Lilium martagon, the martagon lily or Turk's cap lily, is a Eurasian species of lily. It has a widespread native region extending from Portugal east through Europe and Asia as far east as Mongolia.

==Description==
It is stem-rooting, growing between 1 m and 2 m tall. The flower colour is typically a pink-purple, with dark spots, but is quite variable, extending from near white to near black. The flowers are scented. Numerous flowers are borne on each plant, and up to 50 can be found on vigorous plants. The green stems can be flushed with purple or red and the leaves are elliptic to inverse lanceolate, mostly in whorls, up to 16 cm long and often lightly hairy underneath.

==Varieties==
Numerous names have been proposed at the levels of subspecies and varieties. Only two are recognized by the World Checklist.
- Lilium martagon var. martagon – from Portugal to Mongolia
- Lilium martagon var. pilosiusculum Freyn – Russia, Kazakhstan, Xinjiang, Mongolia

==Cultivation==
Horticulturally it is in Division IX (true species).

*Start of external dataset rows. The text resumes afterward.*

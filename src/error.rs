//! Error types surfaced to callers of the runtime.
//!
//! The taxonomy follows the separation the rest of the crate relies on:
//! user operation failures and cancellation travel through [`RuntimeError`]
//! and are returned to callers, while integrity problems inside the runtime
//! itself ([`DuplicatePathConflict`](crate::diagnostics::Diagnostic::DuplicatePathConflict)
//! and [`CycleDetected`](crate::diagnostics::Diagnostic::CycleDetected)) are
//! diagnostics that never propagate as errors — see [`crate::diagnostics`].

use std::fmt;

/// Errors an awaiter of a [`Task`](crate::task::Task) or
/// [`Store::run`](crate::store::Store::run) can observe.
///
/// `E` is the user operation's own failure type and is carried through
/// transparently; the runtime never inspects it.
#[derive(Debug, thiserror::Error)]
pub enum RuntimeError<E> {
    /// The user operation returned a failure.
    #[error(transparent)]
    Operation(#[from] OperationFailure<E>),

    /// The run was cancelled: the awaiting scope was dropped, the task's
    /// join handle was cancelled, or [`Store::reset_state`](crate::store::Store::reset_state)
    /// cancelled every active task.
    #[error("operation run was cancelled")]
    Cancelled,

    /// `context.client` held a weak handle whose [`Client`](crate::client::Client)
    /// had already been dropped.
    #[error("client is no longer available")]
    ClientUnavailable,
}

impl<E> RuntimeError<E> {
    /// `true` if this is a [`RuntimeError::Cancelled`].
    pub fn is_cancelled(&self) -> bool {
        matches!(self, Self::Cancelled)
    }

    /// The user operation failure, if that's what this is.
    pub fn operation_failure(&self) -> Option<&E> {
        match self {
            Self::Operation(OperationFailure(e)) => Some(e),
            _ => None,
        }
    }
}

impl<E> From<E> for RuntimeError<E> {
    fn from(e: E) -> Self {
        Self::Operation(OperationFailure(e))
    }
}

impl<E> Clone for RuntimeError<E>
where
    E: Clone,
{
    fn clone(&self) -> Self {
        match self {
            Self::Operation(f) => Self::Operation(f.clone()),
            Self::Cancelled => Self::Cancelled,
            Self::ClientUnavailable => Self::ClientUnavailable,
        }
    }
}

/// Thin wrapper distinguishing "the user operation failed with `E`" from
/// the runtime's own error variants, so `#[from]` doesn't collide with
/// a blanket `From<E>`.
#[derive(Debug, Clone)]
pub struct OperationFailure<E>(pub E);

impl<E: fmt::Display> fmt::Display for OperationFailure<E> {
    fn fmt(&self, f: &mut fmt::Formatter<'_>) -> fmt::Result {
        write!(f, "{}", self.0)
    }
}

impl<E: fmt::Debug + fmt::Display> std::error::Error for OperationFailure<E> {}

#[cfg(test)]
mod tests {
    use super::*;

    #[derive(Debug, Clone, PartialEq, Eq)]
    struct Boom;

    impl fmt::Display for Boom {
        fn fmt(&self, f: &mut fmt::Formatter<'_>) -> fmt::Result {
            write!(f, "boom")
        }
    }
    impl std::error::Error for Boom {}

    #[test]
    fn operation_failure_roundtrips() {
        let err: RuntimeError<Boom> = Boom.into();
        assert_eq!(err.operation_failure(), Some(&Boom));
        assert!(!err.is_cancelled());
    }

    #[test]
    fn cancelled_is_not_an_operation_failure() {
        let err: RuntimeError<Boom> = RuntimeError::Cancelled;
        assert!(err.is_cancelled());
        assert_eq!(err.operation_failure(), None);
    }
}
impl<Inner> ErasedStore for MutationStore<Inner>
where
    Inner: Runnable + 'static,
{
    fn path(&self) -> Path {
        self.path()
    }

    fn reset_state(&self) {
        self.shared.state.reset();
        let snapshot = self.shared.state.snapshot();
        notify(&self.shared.listeners, &snapshot);
    }

    fn is_loading(&self) -> bool {
        self.shared.state.is_loading()
    }

    fn as_any(&self) -> &dyn std::any::Any {
        self
    }
}

struct MutationStoreControls<Inner: Runnable> {
    shared: Weak<MutationShared<Inner>>,
}

impl<Inner> Controls for MutationStoreControls<Inner>
where
    Inner: Runnable + 'static,
{
    fn refetch(&self) {
        // Mutations are never auto-refetched; a controller targeting a
        // mutation store has nothing to do here.
    }

    fn reset(&self) {
        if let Some(shared) = self.shared.upgrade() {
            shared.state.reset();
            let snapshot = shared.state.snapshot();
            notify(&shared.listeners, &snapshot);
        }
    }

    fn yield_current_value_changed(&self) {
        if let Some(shared) = self.shared.upgrade() {
            let snapshot = shared.state.snapshot();
            notify(&shared.listeners, &snapshot);
        }
    }
}

#[cfg(test)]
mod tests {
    use super::*;
    use crate::operation::{OperationCore, Single, SingleOperation};
    use async_trait::async_trait;
    use std::sync::atomic::{AtomicUsize, Ordering};

    struct CountingEcho {
        calls: Arc<AtomicUsize>,
    }

    impl OperationCore for CountingEcho {
        fn path(&self) -> Path {
            Path::from(["echo"])
        }
    }

    #[async_trait]
    impl SingleOperation for CountingEcho {
        type Value = i32;
        type Failure = String;

        async fn run(
            &self,
            _ctx: Context,
            _cont: crate::continuation::Continuation<i32, String>,
        ) -> Result<i32, String> {
            self.calls.fetch_add(1, Ordering::SeqCst);
            Ok(42)
        }
    }

    #[tokio::test]
    async fn run_populates_current_value() {
        let calls = Arc::new(AtomicUsize::new(0));
        let store = Store::new(
            Single(CountingEcho { calls: calls.clone() }),
            RuntimeConfig::default(),
            Diagnostics::default(),
        );
        let result = store.run().await;
        assert_eq!(result.unwrap(), 42);
        assert_eq!(store.current_value(), Some(42));
        assert_eq!(calls.load(Ordering::SeqCst), 1);
    }

    #[tokio::test]
    async fn concurrent_run_calls_share_the_same_task() {
        let calls = Arc::new(AtomicUsize::new(0));
        let store = Store::new(
            Single(CountingEcho { calls: calls.clone() }),
            RuntimeConfig::default(),
            Diagnostics::default(),
        );
        let (r1, r2) = tokio::join!(store.run(), store.run());
        assert_eq!(r1.unwrap(), 42);
        assert_eq!(r2.unwrap(), 42);
        assert_eq!(calls.load(Ordering::SeqCst), 1);
    }

    #[tokio::test]
    async fn reset_state_restores_initial_value() {
        let calls = Arc::new(AtomicUsize::new(0));
        let store = Store::new(
            Single(CountingEcho { calls: calls.clone() }),
            RuntimeConfig::default(),
            Diagnostics::default(),
        );
        store.run().await.unwrap();
        store.reset_state();
        assert_eq!(store.current_value(), None);
    }

    struct CountingMutation {
        calls: Arc<AtomicUsize>,
    }

    impl OperationCore for CountingMutation {
        fn path(&self) -> Path {
            Path::from(["mutate"])
        }
    }

    #[async_trait]
    impl crate::operation::MutationOperation for CountingMutation {
        type Arguments = i32;
        type Value = i32;
        type Failure = String;

        async fn mutate(
            &self,
            arguments: i32,
            _ctx: Context,
            _cont: crate::continuation::Continuation<i32, String>,
        ) -> Result<i32, String> {
            self.calls.fetch_add(1, Ordering::SeqCst);
            Ok(arguments * 2)
        }
    }

    #[tokio::test]
    async fn submit_records_history_and_updates_current() {
        let calls = Arc::new(AtomicUsize::new(0));
        let store = MutationStore::new(
            crate::operation::Mutation(CountingMutation { calls }),
            RuntimeConfig::default(),
            Diagnostics::default(),
        );
        assert_eq!(store.submit(3).await.unwrap(), 6);
        assert_eq!(store.submit(5).await.unwrap(), 10);

        let history = store.history();
        assert_eq!(history.len(), 2);
        assert_eq!(store.snapshot().current, Some(10));
    }
}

This plant has gained the Royal Horticultural Society's Award of Garden Merit.

Lilium martagon was used in hybridising with L. hansonii at the end of the 19th century by Mrs RO Backhouse of Hereford, England.

==Name==
The name Turk's cap lily, also applied to a number of other species, comes from the characteristic reflexed shape of the petals. The specific epithet martagon is of uncertain origin. It has been suggested by one scholar (J.W. Redhouse (1892), that the word is of Ottoman Turkish origin, as mārtağān - a special kind of turban adopted by Sultan Muhammed. However, the word is not found in modern Turkish.

==Toxicity==

===Cats===
Lilium martagon, like many in the genus, is highly toxic to cats and ingestion often leads to fatal kidney failure; households and gardens which are visited by cats are strongly advised against keeping this plant or placing dried flowers where a cat may brush against them and become dusted with pollen which they then consume while cleaning. Suspected cases require urgent veterinary attention. Rapid treatment with activated charcoal and/or induced vomiting can reduce the amount of toxin absorbed (this is time-sensitive so in some cases vets may advise doing it at home), and large amounts of fluid by IV can reduce damage to kidneys to increase the chances of survival.